Nasci e vivi entre meandros de rios, preguiçosas águas que se apegavam 
às margens. A estação ferroviária obedecia a essa líquida paisagem. O comboio 
era um barco e eu entendia porque se chamava "cais" àquela plataforma onde as 
mães agitavam os lenços brancos. Para mim, os modos lentos do comboio não 
resultavam de incapacidade motora. Eram, sim, gentileza. Uma afabilidade para 
com essas pequenas mortes, que são as despedidas.
Muitas vezes me desloquei para a estação dos caminhos-de-ferro com o 
fim de não me deslocar para lado nenhum. Ficava no banco de madeira a olhar a 
gente transitando. E me abandonava naquele assento durante horas, sem que o 
tempo me pesasse. Talvez eu viajasse mais que os próprios passageiros que 
chegavam e partiam. A minha cidade era pequena, tão pequena que os 
domingos, com seu tédio antecipado, não eram notados. Eu inventava os meus 
tempos fora do Tempo, ali na arrastada azáfama da estação ferroviária.

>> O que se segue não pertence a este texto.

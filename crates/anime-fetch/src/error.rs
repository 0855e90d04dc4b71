//! Classified failures.
//!
//! Every failure leaving this crate carries an [`ErrorKind`]. Raw status
//! codes are never handed to callers on their own; when one was observed it
//! rides along on the [`FetchError`] for diagnostics.

use reqwest::StatusCode;
use std::fmt;
use std::str::FromStr;
use std::time::Duration;

/// Result type used throughout the fetch API.
pub type Result<T> = std::result::Result<T, FetchError>;

/// Closed set of failure kinds.
///
/// Only [`ErrorKind::ServiceError`] is retryable. Everything else is
/// terminal: retrying cannot change the outcome.
#[derive(Debug, Clone, Copy, PartialEq, Eq, Hash, PartialOrd, Ord)]
pub enum ErrorKind {
    /// Generic upstream or transport failure.
    ServiceError,
    /// HTTP 429, the upstream asked us to slow down.
    TooManyRequests,
    /// HTTP 520, the upstream (or its CDN) is overloaded.
    ServiceOverloaded,
    /// A successful response whose body is not the expected JSON.
    JsonDecodeFailure,
    /// The response arrived but the expected content is absent.
    NoResults,
    /// A required attribute is missing from a parsed document.
    AttributeError,
    /// A parsed document lacks a required tag, class or id.
    HtmlParse,
    /// Content or player blocked by the upstream.
    ContentBlocked,
    /// Content withheld because of its age rating.
    AgeRestricted,
    /// The requested video quality is not offered.
    QualityNotFound,
    /// The upstream behaved in a way nothing here handles.
    UnexpectedBehavior,
    /// The caller cancelled before any worker succeeded.
    Cancelled,
}

impl ErrorKind {
    pub const ALL: [ErrorKind; 12] = [
        ErrorKind::ServiceError,
        ErrorKind::TooManyRequests,
        ErrorKind::ServiceOverloaded,
        ErrorKind::JsonDecodeFailure,
        ErrorKind::NoResults,
        ErrorKind::AttributeError,
        ErrorKind::HtmlParse,
        ErrorKind::ContentBlocked,
        ErrorKind::AgeRestricted,
        ErrorKind::QualityNotFound,
        ErrorKind::UnexpectedBehavior,
        ErrorKind::Cancelled,
    ];

    pub fn as_str(&self) -> &'static str {
        match self {
            ErrorKind::ServiceError => "service_error",
            ErrorKind::TooManyRequests => "too_many_requests",
            ErrorKind::ServiceOverloaded => "service_overloaded",
            ErrorKind::JsonDecodeFailure => "json_decode_failure",
            ErrorKind::NoResults => "no_results",
            ErrorKind::AttributeError => "attribute_error",
            ErrorKind::HtmlParse => "html_parse",
            ErrorKind::ContentBlocked => "content_blocked",
            ErrorKind::AgeRestricted => "age_restricted",
            ErrorKind::QualityNotFound => "quality_not_found",
            ErrorKind::UnexpectedBehavior => "unexpected_behavior",
            ErrorKind::Cancelled => "cancelled",
        }
    }

    /// Message used when a failure is raised without one.
    pub fn default_message(&self) -> &'static str {
        match self {
            ErrorKind::ServiceError => "upstream service error",
            ErrorKind::TooManyRequests => "too many requests",
            ErrorKind::ServiceOverloaded => "upstream server is overloaded",
            ErrorKind::JsonDecodeFailure => "failed to decode the response as JSON",
            ErrorKind::NoResults => "no results",
            ErrorKind::AttributeError => "attribute not found",
            ErrorKind::HtmlParse => "tag, attribute, class or id not found",
            ErrorKind::ContentBlocked => "content or player is blocked",
            ErrorKind::AgeRestricted => "content is blocked by its age rating",
            ErrorKind::QualityNotFound => "requested video quality not found",
            ErrorKind::UnexpectedBehavior => "unexpected or unhandled upstream behavior",
            ErrorKind::Cancelled => "request cancelled",
        }
    }

    pub fn is_retryable(&self) -> bool {
        matches!(self, ErrorKind::ServiceError)
    }

    pub fn is_terminal(&self) -> bool {
        !self.is_retryable()
    }
}

impl fmt::Display for ErrorKind {
    fn fmt(&self, f: &mut fmt::Formatter<'_>) -> fmt::Result {
        f.write_str(self.as_str())
    }
}

#[derive(Debug, Clone, PartialEq, Eq, thiserror::Error)]
#[error("unknown error kind: {0:?}")]
pub struct UnknownErrorKind(pub String);

impl FromStr for ErrorKind {
    type Err = UnknownErrorKind;

    fn from_str(s: &str) -> std::result::Result<Self, Self::Err> {
        let normalized = s.trim().to_ascii_lowercase().replace('-', "_");
        ErrorKind::ALL
            .into_iter()
            .find(|kind| kind.as_str() == normalized)
            .ok_or_else(|| UnknownErrorKind(s.to_string()))
    }
}

/// A classified failure.
#[derive(Debug, Clone, thiserror::Error)]
#[error("{kind}: {message}")]
pub struct FetchError {
    kind: ErrorKind,
    message: String,
    status: Option<StatusCode>,
}

impl FetchError {
    pub fn new(kind: ErrorKind, message: impl Into<String>) -> Self {
        let message = message.into();
        let message = if message.is_empty() {
            kind.default_message().to_string()
        } else {
            message
        };
        Self {
            kind,
            message,
            status: None,
        }
    }

    pub fn from_kind(kind: ErrorKind) -> Self {
        Self::new(kind, kind.default_message())
    }

    pub fn service(message: impl Into<String>) -> Self {
        Self::new(ErrorKind::ServiceError, message)
    }

    pub fn json_decode(message: impl Into<String>) -> Self {
        Self::new(ErrorKind::JsonDecodeFailure, message)
    }

    pub fn no_results(message: impl Into<String>) -> Self {
        Self::new(ErrorKind::NoResults, message)
    }

    pub fn unexpected(message: impl Into<String>) -> Self {
        Self::new(ErrorKind::UnexpectedBehavior, message)
    }

    pub fn cancelled() -> Self {
        Self::from_kind(ErrorKind::Cancelled)
    }

    /// Attach the HTTP status that produced this failure.
    pub fn with_status(mut self, status: StatusCode) -> Self {
        self.status = Some(status);
        self
    }

    pub fn kind(&self) -> ErrorKind {
        self.kind
    }

    pub fn message(&self) -> &str {
        &self.message
    }

    pub fn status(&self) -> Option<StatusCode> {
        self.status
    }

    pub fn is_retryable(&self) -> bool {
        self.kind.is_retryable()
    }
}

/// Failure below the HTTP layer: connect, TLS, timeouts, body reads.
///
/// Always retryable from the engine's point of view.
#[derive(Debug, thiserror::Error)]
pub enum TransportError {
    #[error("request failed: {0}")]
    Request(#[from] reqwest::Error),

    #[error("attempt timed out after {0:?}")]
    Timeout(Duration),

    #[error("{0}")]
    Other(String),
}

Não tive propriamente uma educação religiosa. Apenas de quando em 
quando eu entrava em recinto de igreja. Fazia-o porque havia ali um sossego que 
me refrescava a alma. Qualquer coisa parecida com o que eu encontrava na gare 
ferroviária. Com a diferença de que a estação me facultava um recolhimento do 
lado de dentro da Vida, um resguardo entre as pessoas e as almas que eu nelas 
inventava. Os fantasmas da igreja moravam na sombra fria. Os da estação eram 
solarentos, riam alto e falavam línguas que eu desconhecia.
Algo me ficou desse estacionamento de alma, como se eu ganhasse 
residência perene nas velhas estações de todo o mundo. Afinal, essa 
contemplação me trouxe como que um irreparável vício: ter um banco de madeira 
onde eu possa ver desfilar pessoas em flagrante viagem.